New Guinea, the land in which I grew up as a child, has over eight-hundred unrelated language groups. Tribes, separated by rivers, mountains and swamps, had completely different dialects. This is an anthropologist’s dream world, but a political nightmare. One of the first attempts to ‘civilize’ the tribal communities was to introduce a two-party system. They split the tribes by giving half umbrellas and the other half sweet potatoes. It worked great until the first rainfall and the umbrellas failed miserably. Everyone then joined the sweet potato party and consumed the entirety of their political divisiveness.
While humorous, this also reveals an unrelenting tension that exists between the kingdom of God, which has NO political alliances or agenda, and the kingdoms of this world, which are always established in bloodshed. Left wing policies express the same blindness and lust for power and control as does the right.
If we are so bold as to identify ourselves with the kingdom of God, which is supposed to be an alternative to the kingdoms of this world, then everything about what we do and why, must also change—including all of our allegiances.
Government is not something that was instituted or originated by God. We built it.
If you want to find the roots of political power, look no further than to the book of Genesis and to Cain, who had just murdered his own brother. Even then, it is God who comes with an open invitation back into relationship and reconciliation. Instead, Cain turns his face completely away from God and leaves to follow an independent and destructive destiny. He establishes the first city named ‘new beginnings’ (Enoch), after his own first born son and begins to build empire. Within five generations, Lamech is wielding ruthless political power, taking women as property and giving his own daughters names that reduce them to objects of physical attraction and objectification. Humanity was off to the races, competing for territory and power regardless the costs.

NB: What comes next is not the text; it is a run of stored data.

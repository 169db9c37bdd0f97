use im::Vector;

use crate::core::player::Player;
use crate::core::rng::GameRng;

/// Return a shuffled copy of `cards`.
pub fn shuffle<T: Clone>(cards: &Vector<T>, rng: &mut GameRng) -> Vector<T> {
    let mut buf: Vec<T> = cards.iter().cloned().collect();
    rng.shuffle(&mut buf);
    buf.into_iter().collect()
}

/// Draw up to `n` cards into hand.
///
/// When the draw pile empties mid-draw the discard pile is shuffled into a
/// new draw pile. Drawing stops early when both are empty. Returns the
/// number of cards drawn.
pub fn draw_n(player: &mut Player, n: usize, rng: &mut GameRng) -> usize {
    let mut drawn = 0;

    while drawn < n {
        if player.draw_pile.is_empty() {
            if player.discard_pile.is_empty() {
                log::trace!("draw stopped after {drawn} of {n}: no cards left");
                break;
            }
            let discard = std::mem::take(&mut player.discard_pile);
            player.draw_pile = shuffle(&discard, rng);
            log::trace!("reshuffled {} discarded cards into the draw pile", player.draw_pile.len());
        }

        let Some(card) = player.draw_pile.pop_front() else {
            break;
        };
        player.hand.push_back(card);
        drawn += 1;
    }

    drawn
}
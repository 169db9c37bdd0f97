//! Game rules: setup, the turn controller, and action dispatch.
//!
//! - `turn`: `new_game`, `deal_opening_hand`, `buy_card`, `end_turn`
//! - `engine`: `GameAction`, `apply_action`, `legal_actions`
//!
//! Card play itself lives in [`crate::resolution`].

mod engine;
mod turn;

pub use engine::{apply_action, legal_actions, try_apply_action, GameAction};
pub use turn::{
    buy_card, deal_opening_hand, end_turn, new_game, new_standard_game, try_buy_card, try_deal_opening_hand,
    try_end_turn,
};
//! Core engine types: card ids, player and enemy, the snapshot, RNG,
//! configuration, and rejection reasons.
//!
//! Everything here is card-agnostic. Card behaviour lives in `cards` and
//! `effects`; transitions live in `resolution` and `rules`.

pub mod entity;
pub mod player;
pub mod rng;
pub mod config;
pub mod error;
pub mod state;

pub use entity::{CardInstanceId, IdAllocator};
pub use player::{Enemy, Player};
pub use rng::{GameRng, GameRngState};
pub use config::GameConfig;
pub use error::{Rejection, RejectionKind};
pub use state::{GameSnapshot, Winner};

Every nation state on the planet exists because of the bloodshed of brothers.
Every human being bears the imago dei, the image of God. What is birthed out of murder cannot be ultimately justified, no matter the hymns and praises written to its glory. The only option to the insanity of political empire is the kingdom of God.
Only a kingdom that changes us from within will deal with the fear, hate and control that continues to express itself in nationalism and patriotism.
We are afraid. We don’t need new powers to defend and protect and divide and conquer. We need healing. Peaceful resistance then becomes the path that changes the world without becoming absorbed by the systems. But it will cost.
Everything costs. Look at what our commitment to self-centered greed, self-righteousness superiority and territorial fear has already cost us. But perhaps the more worthy cost is the one to engage a violent world from within a borderless kingdom that is other-centered and self-giving.
Thankfully, we belong to a kingdom in which violence is never an expression of allegiance. If you think that ‘turning the other cheek’ is the coward’s way out, may I suggest you have never tried it.